TASK TO CARRY OUT:
Repeat exactly the lines of the entries below from the one with "in input order." through the one with "fn collection() ->", both ends included, and nothing else.

⁂

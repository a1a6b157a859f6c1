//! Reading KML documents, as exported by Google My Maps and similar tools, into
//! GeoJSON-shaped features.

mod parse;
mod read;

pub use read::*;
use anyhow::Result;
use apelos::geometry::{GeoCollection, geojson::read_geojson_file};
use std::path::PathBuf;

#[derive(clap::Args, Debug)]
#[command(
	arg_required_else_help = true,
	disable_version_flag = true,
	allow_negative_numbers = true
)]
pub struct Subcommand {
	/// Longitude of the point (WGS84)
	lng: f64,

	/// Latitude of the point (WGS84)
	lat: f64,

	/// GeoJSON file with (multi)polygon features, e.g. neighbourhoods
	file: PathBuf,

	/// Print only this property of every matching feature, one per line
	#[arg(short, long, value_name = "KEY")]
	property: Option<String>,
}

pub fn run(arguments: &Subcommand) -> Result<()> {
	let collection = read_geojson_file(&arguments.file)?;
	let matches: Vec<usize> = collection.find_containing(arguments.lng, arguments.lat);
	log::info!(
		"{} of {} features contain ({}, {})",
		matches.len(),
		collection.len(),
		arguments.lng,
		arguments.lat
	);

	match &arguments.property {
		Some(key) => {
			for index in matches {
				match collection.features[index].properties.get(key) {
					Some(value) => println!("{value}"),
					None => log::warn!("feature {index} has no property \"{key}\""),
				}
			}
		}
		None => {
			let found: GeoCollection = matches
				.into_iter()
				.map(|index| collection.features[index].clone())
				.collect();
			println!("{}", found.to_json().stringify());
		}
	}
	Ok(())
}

⁂

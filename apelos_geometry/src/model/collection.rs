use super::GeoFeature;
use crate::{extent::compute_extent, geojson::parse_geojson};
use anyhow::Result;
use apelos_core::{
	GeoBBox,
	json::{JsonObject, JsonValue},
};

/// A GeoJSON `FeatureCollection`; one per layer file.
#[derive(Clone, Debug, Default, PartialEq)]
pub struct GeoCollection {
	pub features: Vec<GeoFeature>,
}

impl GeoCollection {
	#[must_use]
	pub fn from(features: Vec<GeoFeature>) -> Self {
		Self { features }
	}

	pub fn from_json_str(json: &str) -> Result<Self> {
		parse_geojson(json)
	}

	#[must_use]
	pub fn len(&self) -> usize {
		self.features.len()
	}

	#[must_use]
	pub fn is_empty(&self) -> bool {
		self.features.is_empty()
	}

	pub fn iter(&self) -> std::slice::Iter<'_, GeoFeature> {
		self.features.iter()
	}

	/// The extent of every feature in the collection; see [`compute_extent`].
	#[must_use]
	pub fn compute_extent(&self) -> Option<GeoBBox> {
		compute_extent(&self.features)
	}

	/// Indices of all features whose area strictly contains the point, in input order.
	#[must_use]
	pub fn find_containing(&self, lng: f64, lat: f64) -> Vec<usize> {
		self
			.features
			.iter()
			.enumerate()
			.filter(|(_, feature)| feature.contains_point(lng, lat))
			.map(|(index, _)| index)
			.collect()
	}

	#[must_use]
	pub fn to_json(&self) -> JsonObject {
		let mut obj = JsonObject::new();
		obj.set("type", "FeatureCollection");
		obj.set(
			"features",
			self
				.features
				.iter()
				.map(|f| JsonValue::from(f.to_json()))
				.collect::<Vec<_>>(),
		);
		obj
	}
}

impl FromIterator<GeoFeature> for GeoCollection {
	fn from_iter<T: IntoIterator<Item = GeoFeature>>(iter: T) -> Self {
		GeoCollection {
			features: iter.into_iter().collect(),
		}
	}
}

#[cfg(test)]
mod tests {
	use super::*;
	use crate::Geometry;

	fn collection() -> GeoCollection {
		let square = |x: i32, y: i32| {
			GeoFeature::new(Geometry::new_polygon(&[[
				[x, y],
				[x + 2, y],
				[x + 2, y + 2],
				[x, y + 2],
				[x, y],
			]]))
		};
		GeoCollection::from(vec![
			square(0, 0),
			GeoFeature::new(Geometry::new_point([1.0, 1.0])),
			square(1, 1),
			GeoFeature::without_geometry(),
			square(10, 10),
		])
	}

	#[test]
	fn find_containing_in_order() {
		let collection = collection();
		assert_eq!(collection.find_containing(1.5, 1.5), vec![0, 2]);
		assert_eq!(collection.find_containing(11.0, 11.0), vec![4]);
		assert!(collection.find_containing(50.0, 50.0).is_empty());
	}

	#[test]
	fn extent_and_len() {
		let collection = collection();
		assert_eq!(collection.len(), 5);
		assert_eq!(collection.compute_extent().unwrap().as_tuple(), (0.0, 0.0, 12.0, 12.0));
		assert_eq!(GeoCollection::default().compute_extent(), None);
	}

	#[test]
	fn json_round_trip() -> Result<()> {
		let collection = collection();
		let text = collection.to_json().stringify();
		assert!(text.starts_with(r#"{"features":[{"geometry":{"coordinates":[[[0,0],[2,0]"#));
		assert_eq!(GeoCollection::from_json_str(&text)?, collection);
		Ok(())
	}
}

⁂

WRITTEN REPLY:
	/// Indices of all features whose area strictly contains the point, in input order.
	#[must_use]
	pub fn find_containing(&self, lng: f64, lat: f64) -> Vec<usize> {
		self
			.features
			.iter()
			.enumerate()
			.filter(|(_, feature)| feature.contains_point(lng, lat))
			.map(|(index, _)| index)
			.collect()
	}

	#[must_use]
	pub fn to_json(&self) -> JsonObject {
		let mut obj = JsonObject::new();
		obj.set("type", "FeatureCollection");
		obj.set(
			"features",
			self
				.features
				.iter()
				.map(|f| JsonValue::from(f.to_json()))
				.collect::<Vec<_>>(),
		);
		obj
	}
}

impl FromIterator<GeoFeature> for GeoCollection {
	fn from_iter<T: IntoIterator<Item = GeoFeature>>(iter: T) -> Self {
		GeoCollection {
			features: iter.into_iter().collect(),
		}
	}
}

#[cfg(test)]
mod tests {
	use super::*;
	use crate::Geometry;

	fn collection() -> GeoCollection {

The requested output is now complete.